海洋蘊藏豐富資源，隨著人類對海洋資源的需求與日俱增，對海洋環境的暸解與掌握也日益重要。以現場量測的方式探索與瞭解海洋環境特徵為最直接的方法之一。近年來，隨著科學技術持續精進發展，海洋遙感探測技術已漸趨成熟。本研究目的是探討X-band雷達技術應用於潮位觀測的可行性以及適用條件。本研究先針對波譜法應用於同一觀測期間的不同的單張影像進行水深值分析，結果呈跳動的不穩定現象。此現象在利用漢寧窗函數後已獲得改善，並且透過模擬影像驗證了二維譜轉換為一可行之分析方法，但仍有改善空間。故考慮加入雷達影像資料的時間域資訊，進一步討論應用三維譜轉換求取雷達影像時序列中水深資訊的可行性。三維譜轉換分析的水深時序列結果與鄰近潮位站比較，在潮時結果有吻合現象，但潮差則有偏大之現象。本文檢討分析理論後確認影像尺寸大小以及影像張數為決定潮位計算的關鍵之一。針對七股海域較常發生的波浪週期條件，在不考慮波浪非定常性之影響下，影像大小須在128*128pixels以上，且連續影像之張數須達256張以上可得較佳的解析結果。

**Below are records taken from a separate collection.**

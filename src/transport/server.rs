//! Connection upgrader and endpoint registrar.
//!
//! A [`Server`] owns one TCP listener and a table of endpoints. Every
//! accepted connection is upgraded on its own task and, if the request
//! names a registered path, handed to a [`Session`] driven by that path's
//! handler.
//!
//! # Handshake
//!
//! | Check | Failure |
//! |-------|---------|
//! | Path registered | `404 Not Found` |
//! | `Origin` allowed by policy | `403 Forbidden` |
//! | RFC 6455 upgrade | Connection dropped |
//!
//! Rejected requests never create a session. The identity is taken from
//! the configured header (first comma-separated entry), falling back to
//! the peer IP.
//!
//! # Example
//!
//! ```ignore
//! use activity_pump::{Server, UpgraderConfig};
//!
//! let server = Server::builder()
//!     .config(UpgraderConfig::new())
//!     .endpoint("/rewards", rewards_handler)
//!     .bind("0.0.0.0:8080")
//!     .await?;
//!
//! println!("listening on {}", server.ws_url("/rewards"));
//! ```

// ============================================================================
// Imports
// ============================================================================

use std::net::SocketAddr;
use std::sync::Arc;

use parking_lot::RwLock;
use rustc_hash::FxHashMap;
use tokio::net::{TcpListener, TcpStream, ToSocketAddrs};
use tokio::sync::watch;
use tokio_tungstenite::tungstenite::handshake::server::{ErrorResponse, Request, Response};
use tokio_tungstenite::tungstenite::http::header::ORIGIN;
use tokio_tungstenite::tungstenite::http::{HeaderMap, StatusCode};
use tracing::{debug, error, info, warn};

use crate::config::UpgraderConfig;
use crate::error::{Error, Result};
use crate::handler::Handler;
use crate::identifiers::SessionId;
use crate::protocol::QueryParams;

use super::session::{Session, SessionHandle, SessionStatus};

// ============================================================================
// Types
// ============================================================================

type Endpoints = FxHashMap<String, Arc<dyn Handler>>;

/// Outcome of a successful handshake callback.
struct Route {
    handler: Arc<dyn Handler>,
    identity: String,
    query: QueryParams,
}

// ============================================================================
// ServerBuilder
// ============================================================================

/// Builder for [`Server`].
#[derive(Default)]
pub struct ServerBuilder {
    config: UpgraderConfig,
    endpoints: Endpoints,
}

impl ServerBuilder {
    /// Creates a builder with default configuration and no endpoints.
    #[must_use]
    pub fn new() -> Self {
        Self::default()
    }

    /// Sets the upgrader configuration.
    #[must_use]
    pub fn config(mut self, config: UpgraderConfig) -> Self {
        self.config = config;
        self
    }

    /// Registers `handler` for `path`.
    ///
    /// A later registration for the same path wins.
    #[must_use]
    pub fn endpoint(mut self, path: impl AsRef<str>, handler: impl Handler) -> Self {
        self.endpoints
            .insert(normalize_path(path.as_ref()), Arc::new(handler));
        self
    }

    /// Validates the configuration, binds `addr` and starts accepting.
    ///
    /// # Errors
    ///
    /// - [`Error::Config`] if the configuration is invalid
    /// - [`Error::Io`] if binding fails
    pub async fn bind(self, addr: impl ToSocketAddrs) -> Result<Arc<Server>> {
        self.config.validate()?;

        let listener = TcpListener::bind(addr).await?;
        let local_addr = listener.local_addr()?;
        let (shutdown, _) = watch::channel(false);

        let server = Arc::new(Server {
            config: Arc::new(self.config),
            endpoints: RwLock::new(self.endpoints),
            sessions: RwLock::new(FxHashMap::default()),
            local_addr,
            shutdown,
        });

        let accepting = Arc::clone(&server);
        tokio::spawn(async move {
            accepting.accept_loop(listener).await;
        });

        info!(
            %local_addr,
            endpoints = server.endpoint_count(),
            "WebSocket server started"
        );

        Ok(server)
    }
}

// ============================================================================
// Server
// ============================================================================

/// WebSocket server routing upgraded connections to handlers by path.
///
/// Thread-safe; endpoints may be registered while the server is running.
pub struct Server {
    /// Shared, read-only upgrader settings.
    config: Arc<UpgraderConfig>,

    /// Handlers by request path.
    endpoints: RwLock<Endpoints>,

    /// Live sessions.
    sessions: RwLock<FxHashMap<SessionId, SessionHandle>>,

    /// Address the listener is bound to.
    local_addr: SocketAddr,

    /// Set once to stop the accept loop.
    shutdown: watch::Sender<bool>,
}

// ============================================================================
// Server - Public API
// ============================================================================

impl Server {
    /// Returns a builder.
    #[inline]
    #[must_use]
    pub fn builder() -> ServerBuilder {
        ServerBuilder::new()
    }

    /// Binds `addr` with default configuration and no endpoints.
    ///
    /// # Errors
    ///
    /// Returns [`Error::Io`] if binding fails.
    pub async fn bind(addr: impl ToSocketAddrs) -> Result<Arc<Self>> {
        ServerBuilder::new().bind(addr).await
    }

    /// Binds `handler` to `path`, replacing any previous handler.
    ///
    /// Sessions already running keep the handler they started with.
    pub fn register_endpoint(&self, path: impl AsRef<str>, handler: impl Handler) {
        let path = normalize_path(path.as_ref());
        let replaced = self
            .endpoints
            .write()
            .insert(path.clone(), Arc::new(handler))
            .is_some();

        if replaced {
            info!(%path, "Endpoint handler replaced");
        } else {
            debug!(%path, "Endpoint registered");
        }
    }

    /// Returns the upgrader configuration.
    #[inline]
    #[must_use]
    pub fn config(&self) -> &UpgraderConfig {
        &self.config
    }

    /// Returns the bound socket address.
    #[inline]
    #[must_use]
    pub fn local_addr(&self) -> SocketAddr {
        self.local_addr
    }

    /// Returns the bound port.
    #[inline]
    #[must_use]
    pub fn port(&self) -> u16 {
        self.local_addr.port()
    }

    /// Returns the WebSocket URL of `path` on this server.
    ///
    /// Format: `ws://{addr}{path}`
    #[must_use]
    pub fn ws_url(&self, path: &str) -> String {
        format!("ws://{}{}", self.local_addr, normalize_path(path))
    }

    /// Returns the number of registered endpoints.
    #[inline]
    #[must_use]
    pub fn endpoint_count(&self) -> usize {
        self.endpoints.read().len()
    }

    /// Returns the number of live sessions.
    #[inline]
    #[must_use]
    pub fn session_count(&self) -> usize {
        self.sessions.read().len()
    }

    /// Returns a view of a live session.
    #[must_use]
    pub fn session(&self, id: SessionId) -> Option<SessionHandle> {
        self.sessions.read().get(&id).cloned()
    }

    /// Stops accepting connections.
    ///
    /// Live sessions run until their own shutdown.
    pub fn shutdown(&self) {
        if !self.shutdown.send_replace(true) {
            info!(local_addr = %self.local_addr, "WebSocket server shutting down");
        }
    }

    /// Returns `true` once [`shutdown`](Self::shutdown) was called.
    #[inline]
    #[must_use]
    pub fn is_shutdown(&self) -> bool {
        *self.shutdown.borrow()
    }
}

// ============================================================================
// Server - Internal
// ============================================================================

impl Server {
    fn endpoint(&self, path: &str) -> Option<Arc<dyn Handler>> {
        self.endpoints.read().get(path).cloned()
    }

    /// Accepts connections until shutdown.
    async fn accept_loop(self: Arc<Self>, listener: TcpListener) {
        debug!("Accept loop started");
        let mut shutdown = self.shutdown.subscribe();

        loop {
            tokio::select! {
                () = stopped(&mut shutdown) => break,
                accepted = listener.accept() => match accepted {
                    Ok((stream, peer)) => {
                        let server = Arc::clone(&self);
                        tokio::spawn(async move {
                            if let Err(e) = server.handle_connection(stream, peer).await {
                                warn!(error = %e, %peer, "Connection rejected");
                            }
                        });
                    }
                    Err(e) => error!(error = %e, "Accept failed"),
                },
            }
        }

        debug!("Accept loop terminated");
    }

    /// Upgrades one connection and runs its session to completion.
    ///
    /// Returns once the handler has returned and the transport has been
    /// released.
    async fn handle_connection(&self, stream: TcpStream, peer: SocketAddr) -> Result<SessionStatus> {
        debug!(%peer, "TCP connection accepted");

        let mut route = None;
        let mut rejection = None;

        let callback = |request: &Request, response: Response| {
            match self.route(request, peer) {
                Ok(found) => {
                    route = Some(found);
                    Ok(response)
                }
                Err((status, e)) => {
                    let rejected = error_response(status, &e);
                    rejection = Some(e);
                    Err(rejected)
                }
            }
        };

        let upgraded = tokio_tungstenite::accept_hdr_async_with_config(
            stream,
            callback,
            Some(self.config.websocket_config()),
        )
        .await;

        let ws = match upgraded {
            Ok(ws) => ws,
            Err(e) => {
                return Err(rejection.unwrap_or_else(|| Error::handshake(peer.to_string(), e.to_string())));
            }
        };

        let Some(Route {
            handler,
            identity,
            query,
        }) = route
        else {
            return Err(Error::handshake(peer.to_string(), "upgrade completed without a route"));
        };

        let session = Session::open(identity, &self.config);
        let id = session.id();
        self.sessions.write().insert(id, session.handle());

        let status = session.run(ws, query, handler.as_ref()).await;

        self.sessions.write().remove(&id);
        Ok(status)
    }

    /// Resolves handler, identity and query for an upgrade request.
    fn route(&self, request: &Request, peer: SocketAddr) -> std::result::Result<Route, (StatusCode, Error)> {
        let path = request.uri().path();
        let handler = self
            .endpoint(path)
            .ok_or_else(|| (StatusCode::NOT_FOUND, Error::endpoint_not_found(path)))?;

        if let Some(origin) = request.headers().get(ORIGIN) {
            let origin = origin.to_str().unwrap_or_default();
            if !self.config.origin_policy.allows(origin) {
                return Err((StatusCode::FORBIDDEN, Error::origin_rejected(origin)));
            }
        }

        Ok(Route {
            handler,
            identity: identity_of(request.headers(), &self.config.identity_header, peer),
            query: QueryParams::parse(request.uri().query().unwrap_or_default()),
        })
    }
}

// ============================================================================
// Helpers
// ============================================================================

/// Resolves once the shutdown flag is set or its sender is gone.
async fn stopped(shutdown: &mut watch::Receiver<bool>) {
    let _ = shutdown.wait_for(|stopped| *stopped).await;
}

fn normalize_path(path: &str) -> String {
    if path.starts_with('/') {
        path.to_string()
    } else {
        format!("/{path}")
    }
}

/// First entry of `header`, or the peer IP.
fn identity_of(headers: &HeaderMap, header: &str, peer: SocketAddr) -> String {
    headers
        .get(header)
        .and_then(|value| value.to_str().ok())
        .and_then(|value| value.split(',').next())
        .map(str::trim)
        .filter(|value| !value.is_empty())
        .map_or_else(|| peer.ip().to_string(), str::to_string)
}

fn error_response(status: StatusCode, e: &Error) -> ErrorResponse {
    let mut response = ErrorResponse::new(Some(e.to_string()));
    *response.status_mut() = status;
    response
}

// ============================================================================
// Tests
// ============================================================================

With the growing demand of ocean resources, it is more and more important to explore our ocean environment. It is straightforward to apply in-situ measurement to investigate and realize the environmental characteristics in the ocean. In recent years, the remote sensing technology is becoming mature. This thesis analyses the feasibility and the applicable conditions for the X-band radar images applying to tidal height measurement. In the beginning, this study focuses on wave spectrum method to analyses water depth information with various single-images at the same observation time, while the results are unstable. However, this unstable result can be improved to apply Hanning window function. For the further research we still need to take spatio-temporal information into account move forward to discuss about 3D FFT to extract the water depth information from the sea surface radar image sequences. The results match the real tidal times; but are larger than the tidal heights. This study proved that the image resolution and the length of image sequence are the key factors for the tidal height calculation. As for the wave period in Chigu sea area, without the influence of nonstationary, the result would be more accurate under the condition that the image resolution is higher than 128*128 and the amount of continuous images exceeds 256 image sequences.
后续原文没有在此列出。